## Exercise data
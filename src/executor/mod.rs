//! # The Execution Engine
//!
//! A single driver pumps the scan operators in plan order and pushes the
//! resulting `(operator, message, join leg)` work units through the
//! operator graph, collecting whatever arrives at the plan's single exit
//! point. Morsel order is preserved within a scan and within each join
//! leg; EOS sentinels flow the same paths and trigger flushes at the
//! stateful boundaries.
//!
//! When more than one worker is configured, maximal stateless flows
//! (filter/project chains) are evaluated on a worker pool: batches of
//! morsels fan out over a channel to worker threads, each running its own
//! clone of the chain, and fan back in sequence order so downstream
//! operators observe the serial ordering.
//!
//! The first error wins: it cancels the token, which stops the scans and
//! drains the remaining work.

pub mod flows;

pub use flows::PhysicalPlan;

use std::collections::{HashMap, VecDeque};

use crossbeam_channel::unbounded;

use crate::errors::{Error, Result};
use crate::morsel::{Message, Morsel};
use crate::operators::{
    ExecutionContext, FilterOperator, PhysicalOperator, ProjectionOperator,
};
use crate::plan::{JoinLeg, Nid};

/// A cloneable stateless operator, the unit workers execute.
#[derive(Clone)]
enum ChainOp {
    Filter(FilterOperator),
    Projection(ProjectionOperator),
}

impl ChainOp {
    fn from_operator(operator: &PhysicalOperator) -> Option<ChainOp> {
        match operator {
            PhysicalOperator::Filter(op) => Some(ChainOp::Filter(op.clone())),
            PhysicalOperator::Projection(op) => Some(ChainOp::Projection(op.clone())),
            _ => None,
        }
    }

    fn apply(&self, message: Message, context: &ExecutionContext) -> Result<Vec<Message>> {
        match self {
            ChainOp::Filter(op) => op.process(message, context),
            ChainOp::Projection(op) => op.process(message, context),
        }
    }
}

fn feed_chain(
    ops: &[ChainOp],
    message: Message,
    context: &ExecutionContext,
) -> Result<Vec<Message>> {
    let mut messages = vec![message];
    for op in ops {
        let mut next = Vec::with_capacity(messages.len());
        for message in messages {
            next.extend(op.apply(message, context)?);
        }
        messages = next;
    }
    Ok(messages)
}

/// Fan a batch of morsels over a channel to the pool, preserving order
/// by sequence number on the way back in.
fn run_chain_parallel(
    ops: &[ChainOp],
    batch: Vec<Morsel>,
    context: &ExecutionContext,
    worker_threads: usize,
) -> Result<Vec<Morsel>> {
    let total = batch.len();
    let workers = worker_threads.max(1).min(total.max(1));

    let (work_sender, work_receiver) = unbounded::<(usize, Morsel)>();
    let (result_sender, result_receiver) = unbounded::<(usize, Result<Vec<Morsel>>)>();

    for work_unit in batch.into_iter().enumerate() {
        if work_sender.send(work_unit).is_err() {
            return Err(Error::InvalidInternalState(
                "chain work queue closed early".to_string(),
            ));
        }
    }
    drop(work_sender);

    std::thread::scope(|scope| {
        for _ in 0..workers {
            let work = work_receiver.clone();
            let results = result_sender.clone();
            let ops = ops.to_vec();
            let context = context.clone();
            scope.spawn(move || {
                for (index, morsel) in work {
                    let outcome =
                        feed_chain(&ops, Message::Morsel(morsel), &context).map(|messages| {
                            messages
                                .into_iter()
                                .filter_map(|m| match m {
                                    Message::Morsel(m) => Some(m),
                                    Message::Eos => None,
                                })
                                .collect()
                        });
                    if results.send((index, outcome)).is_err() {
                        break;
                    }
                }
            });
        }
    });
    drop(result_sender);

    let mut slots: Vec<Option<Result<Vec<Morsel>>>> = Vec::with_capacity(total);
    slots.resize_with(total, || None);
    for (index, outcome) in result_receiver {
        slots[index] = Some(outcome);
    }

    let mut ordered = Vec::new();
    for slot in slots {
        match slot {
            Some(Ok(morsels)) => ordered.extend(morsels),
            Some(Err(error)) => return Err(error),
            None => {
                return Err(Error::InvalidInternalState(
                    "worker abandoned a chain work unit".to_string(),
                ))
            }
        }
    }
    Ok(ordered)
}

fn route(
    plan: &PhysicalPlan,
    from: &str,
    message: Message,
    queue: &mut VecDeque<(Nid, Message, Option<JoinLeg>)>,
    results: &mut Vec<Morsel>,
) {
    let consumers = plan.outgoing_edges(from);
    if consumers.is_empty() {
        if let Message::Morsel(morsel) = message {
            results.push(morsel);
        }
        return;
    }
    for (_, target, leg) in consumers {
        queue.push_back((target, message.clone(), leg));
    }
}

/// Run a physical plan to completion, returning the result morsels.
pub fn execute(
    plan: &mut PhysicalPlan,
    context: &ExecutionContext,
    worker_threads: usize,
) -> Result<Vec<Morsel>> {
    let started = std::time::Instant::now();
    // the plan must have exactly one head
    plan.exit_point()?;

    // map each flow head to its chain for pooled evaluation
    let chains: Vec<Vec<Nid>> = flows::identify_flows(plan);
    let mut chain_of_head: HashMap<Nid, usize> = HashMap::new();
    let mut chain_ops: Vec<Vec<ChainOp>> = Vec::new();
    let parallel = worker_threads > 1;
    if parallel {
        for (index, chain) in chains.iter().enumerate() {
            let mut ops = Vec::with_capacity(chain.len());
            for nid in chain {
                if let Some(op) = plan.get(nid).and_then(ChainOp::from_operator) {
                    ops.push(op);
                }
            }
            if ops.len() == chain.len() {
                chain_of_head.insert(chain[0].clone(), index);
                chain_ops.push(ops);
            } else {
                chain_ops.push(Vec::new());
            }
        }
    }

    let mut results: Vec<Morsel> = Vec::new();
    let mut queue: VecDeque<(Nid, Message, Option<JoinLeg>)> = VecDeque::new();

    // pump the scans, leaves first
    for nid in plan.depth_first_search_flat() {
        let is_scan = plan.get(&nid).is_some_and(PhysicalOperator::is_scan);
        if !is_scan {
            continue;
        }
        let operator = plan.get_mut(&nid).ok_or_else(|| {
            Error::InvalidInternalState("scan disappeared from the plan".to_string())
        })?;
        let messages = operator.execute_source(context)?;
        for message in messages {
            route(plan, &nid, message, &mut queue, &mut results);
        }
    }

    while let Some((nid, message, leg)) = queue.pop_front() {
        if context.cancel.is_cancelled() {
            break;
        }

        // pooled evaluation of whole stateless chains
        if parallel {
            if let Some(&chain_index) = chain_of_head.get(&nid) {
                let chain = &chains[chain_index];
                let ops = &chain_ops[chain_index];
                let tail = chain.last().cloned().unwrap_or_else(|| nid.clone());
                match message {
                    Message::Morsel(first) => {
                        // drain the run of queued morsels headed for the
                        // same chain so the pool gets a whole batch
                        let mut batch = vec![first];
                        loop {
                            let next_is_ours = matches!(
                                queue.front(),
                                Some((next_nid, Message::Morsel(_), _)) if *next_nid == nid
                            );
                            if !next_is_ours {
                                break;
                            }
                            let Some((_, Message::Morsel(morsel), _)) = queue.pop_front()
                            else {
                                break;
                            };
                            batch.push(morsel);
                        }
                        let outputs = match run_chain_parallel(
                            ops,
                            batch,
                            context,
                            worker_threads,
                        ) {
                            Ok(outputs) => outputs,
                            Err(error) => {
                                context.cancel.cancel();
                                return Err(error);
                            }
                        };
                        for morsel in outputs {
                            route(plan, &tail, Message::Morsel(morsel), &mut queue, &mut results);
                        }
                    }
                    Message::Eos => {
                        for message in feed_chain(ops, Message::Eos, context)? {
                            route(plan, &tail, message, &mut queue, &mut results);
                        }
                    }
                }
                continue;
            }
        }

        let operator = plan.get_mut(&nid).ok_or_else(|| {
            Error::InvalidInternalState(format!("work unit targets unknown node {nid}"))
        })?;
        let outputs = match operator.process(message, leg, context) {
            Ok(outputs) => outputs,
            Err(error) => {
                context.cancel.cancel();
                return Err(error);
            }
        };
        for message in outputs {
            route(plan, &nid, message, &mut queue, &mut results);
        }
    }

    context
        .statistics
        .add_time("time_executing", started.elapsed().as_nanos() as u64);
    Ok(results)
}

#[cfg(test)]
mod tests {
    use super::*;
    use crate::connectors::{AsyncVirtualConnector, Connector, VirtualDataConnector};
    use crate::expression::{CompareOp, Node};
    use crate::operators::{ExitOperator, ReaderOperator};
    use crate::statistics::QueryStatistics;
    use crate::value::Value;
    use std::sync::Arc;

    fn scan_filter_exit_plan(
        connector: Arc<dyn Connector>,
        pool_capacity: usize,
        commit_retries: usize,
    ) -> PhysicalPlan {
        let schema = connector.schema("$planets").expect("schema");
        let id = schema.find_column("id").expect("id").clone();

        let mut plan = PhysicalPlan::new();
        plan.add_node(
            "scan",
            PhysicalOperator::Reader(ReaderOperator::new(
                connector,
                "$planets".to_string(),
                schema.columns.clone(),
                Vec::new(),
                None,
                pool_capacity,
                commit_retries,
            )),
        );
        plan.add_node(
            "filter",
            PhysicalOperator::Filter(FilterOperator::new(Node::comparison(
                CompareOp::LtEq,
                Node::bound_identifier(id),
                Node::literal(Value::Integer(4)),
            ))),
        );
        plan.add_node("exit", PhysicalOperator::Exit(ExitOperator::new(vec![])));
        plan.add_edge("scan", "filter", None).expect("acyclic");
        plan.add_edge("filter", "exit", None).expect("acyclic");
        plan
    }

    #[test]
    fn serial_execution_filters_rows() {
        let mut plan = scan_filter_exit_plan(Arc::new(VirtualDataConnector), 8, 10);
        let context = ExecutionContext::new(QueryStatistics::new(), 3);
        let results = execute(&mut plan, &context, 1).expect("executes");
        let total: usize = results.iter().map(Morsel::row_count).sum();
        assert_eq!(total, 4);
    }

    #[test]
    fn parallel_execution_matches_serial() {
        let mut plan = scan_filter_exit_plan(Arc::new(VirtualDataConnector), 8, 10);
        let context = ExecutionContext::new(QueryStatistics::new(), 2);
        let results = execute(&mut plan, &context, 4).expect("executes");
        let total: usize = results.iter().map(Morsel::row_count).sum();
        assert_eq!(total, 4);
    }

    #[test]
    fn read_ahead_scans_flow_through_the_engine() {
        // a one-slot pool with a tiny retry allowance drives the whole
        // query through the read-ahead path and its back-pressure
        let mut plan = scan_filter_exit_plan(Arc::new(AsyncVirtualConnector), 1, 2);
        let context = ExecutionContext::new(QueryStatistics::new(), 1000);
        let results = execute(&mut plan, &context, 4).expect("executes");

        let ids: Vec<Value> = results
            .iter()
            .flat_map(|m| {
                m.column_by_name("id")
                    .map(|c| c.values.clone())
                    .unwrap_or_default()
            })
            .collect();
        let expected: Vec<Value> = (1..=4).map(Value::Integer).collect();
        assert_eq!(ids, expected);
        assert_eq!(context.statistics.get("rows_read"), 9);
    }

    #[test]
    fn two_exits_is_an_internal_error() {
        let mut plan = PhysicalPlan::new();
        plan.add_node("a", PhysicalOperator::Exit(ExitOperator::new(vec![])));
        plan.add_node("b", PhysicalOperator::Exit(ExitOperator::new(vec![])));
        let context = ExecutionContext::new(QueryStatistics::new(), 1000);
        assert!(matches!(
            execute(&mut plan, &context, 1),
            Err(Error::InvalidInternalState(_))
        ));
    }
}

## What the task requires
Show every line in the records above that contains the word "slots".

## Finished exercise
    let mut slots: Vec<Option<Result<Vec<Morsel>>>> = Vec::with_capacity(total);
    slots.resize_with(total, || None);
        slots[index] = Some(outcome);
    for slot in slots {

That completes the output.